[To do]: Each record, exactly as written, should be printed again.

--- START ---

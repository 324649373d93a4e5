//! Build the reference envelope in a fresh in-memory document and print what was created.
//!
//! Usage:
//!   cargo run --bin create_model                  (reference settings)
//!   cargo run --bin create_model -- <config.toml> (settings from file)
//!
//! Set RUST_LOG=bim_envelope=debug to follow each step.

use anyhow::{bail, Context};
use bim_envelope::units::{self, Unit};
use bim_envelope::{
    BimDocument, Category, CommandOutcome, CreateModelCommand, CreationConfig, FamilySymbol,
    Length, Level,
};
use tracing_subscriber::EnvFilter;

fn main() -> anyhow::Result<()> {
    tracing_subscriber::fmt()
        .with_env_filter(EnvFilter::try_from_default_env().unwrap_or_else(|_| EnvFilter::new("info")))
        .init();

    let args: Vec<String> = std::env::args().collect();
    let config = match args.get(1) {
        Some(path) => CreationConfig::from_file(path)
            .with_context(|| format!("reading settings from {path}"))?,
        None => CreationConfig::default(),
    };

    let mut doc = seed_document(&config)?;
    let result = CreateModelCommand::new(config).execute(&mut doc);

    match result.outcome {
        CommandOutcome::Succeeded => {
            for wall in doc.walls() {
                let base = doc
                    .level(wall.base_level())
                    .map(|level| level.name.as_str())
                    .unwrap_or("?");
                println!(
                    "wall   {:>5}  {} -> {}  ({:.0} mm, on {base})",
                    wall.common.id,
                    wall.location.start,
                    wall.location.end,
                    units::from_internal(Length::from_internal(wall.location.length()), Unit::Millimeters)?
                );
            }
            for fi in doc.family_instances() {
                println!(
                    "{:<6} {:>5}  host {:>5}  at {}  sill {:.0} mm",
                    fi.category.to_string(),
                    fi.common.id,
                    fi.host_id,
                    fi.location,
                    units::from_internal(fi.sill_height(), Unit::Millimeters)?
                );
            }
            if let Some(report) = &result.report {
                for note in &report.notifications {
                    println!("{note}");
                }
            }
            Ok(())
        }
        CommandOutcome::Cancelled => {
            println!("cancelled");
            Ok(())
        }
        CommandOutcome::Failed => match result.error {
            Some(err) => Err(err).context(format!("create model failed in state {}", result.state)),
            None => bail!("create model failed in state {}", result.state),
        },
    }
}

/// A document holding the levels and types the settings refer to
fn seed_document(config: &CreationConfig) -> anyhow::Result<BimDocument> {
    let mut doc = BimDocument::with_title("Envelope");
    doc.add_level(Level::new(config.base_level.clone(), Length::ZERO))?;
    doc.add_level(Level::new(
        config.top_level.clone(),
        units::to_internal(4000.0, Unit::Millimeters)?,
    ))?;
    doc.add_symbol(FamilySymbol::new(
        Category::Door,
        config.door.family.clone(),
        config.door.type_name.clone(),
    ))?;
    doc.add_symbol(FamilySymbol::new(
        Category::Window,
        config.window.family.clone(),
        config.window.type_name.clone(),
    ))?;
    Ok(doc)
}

--- END ---

[Answer]:
repository 324649373d93a4e5
//! Build the reference envelope in a fresh in-memory document and print what was created.
//!
//! Usage:
//!   cargo run --bin create_model                  (reference settings)
//!   cargo run --bin create_model -- <config.toml> (settings from file)
//!
//! Set RUST_LOG=bim_envelope=debug to follow each step.

use anyhow::{bail, Context};
use bim_envelope::units::{self, Unit};
use bim_envelope::{
    BimDocument, Category, CommandOutcome, CreateModelCommand, CreationConfig, FamilySymbol,
    Length, Level,
};
use tracing_subscriber::EnvFilter;

fn main() -> anyhow::Result<()> {
    tracing_subscriber::fmt()
        .with_env_filter(EnvFilter::try_from_default_env().unwrap_or_else(|_| EnvFilter::new("info")))
        .init();

    let args: Vec<String> = std::env::args().collect();
    let config = match args.get(1) {
        Some(path) => CreationConfig::from_file(path)
            .with_context(|| format!("reading settings from {path}"))?,
        None => CreationConfig::default(),
    };

    let mut doc = seed_document(&config)?;
    let result = CreateModelCommand::new(config).execute(&mut doc);

    match result.outcome {
        CommandOutcome::Succeeded => {
            for wall in doc.walls() {
                let base = doc
                    .level(wall.base_level())
                    .map(|level| level.name.as_str())
                    .unwrap_or("?");
                println!(
                    "wall   {:>5}  {} -> {}  ({:.0} mm, on {base})",
                    wall.common.id,
                    wall.location.start,
                    wall.location.end,
                    units::from_internal(Length::from_internal(wall.location.length()), Unit::Millimeters)?
                );
            }
            for fi in doc.family_instances() {
                println!(
                    "{:<6} {:>5}  host {:>5}  at {}  sill {:.0} mm",
                    fi.category.to_string(),
                    fi.common.id,
                    fi.host_id,
                    fi.location,
                    units::from_internal(fi.sill_height(), Unit::Millimeters)?
                );
            }
            if let Some(report) = &result.report {
                for note in &report.notifications {
                    println!("{note}");
                }
            }
            Ok(())
        }
        CommandOutcome::Cancelled => {
            println!("cancelled");
            Ok(())
        }
        CommandOutcome::Failed => match result.error {
            Some(err) => Err(err).context(format!("create model failed in state {}", result.state)),
            None => bail!("create model failed in state {}", result.state),
        },
    }
}

/// A document holding the levels and types the settings refer to
fn seed_document(config: &CreationConfig) -> anyhow::Result<BimDocument> {
    let mut doc = BimDocument::with_title("Envelope");
    doc.add_level(Level::new(config.base_level.clone(), Length::ZERO))?;
    doc.add_level(Level::new(
        config.top_level.clone(),
        units::to_internal(4000.0, Unit::Millimeters)?,
    ))?;
    doc.add_symbol(FamilySymbol::new(
        Category::Door,
        config.door.family.clone(),
        config.door.type_name.clone(),
    ))?;
    doc.add_symbol(FamilySymbol::new(
        Category::Window,
        config.window.family.clone(),
        config.window.type_name.clone(),
    ))?;
    Ok(doc)
}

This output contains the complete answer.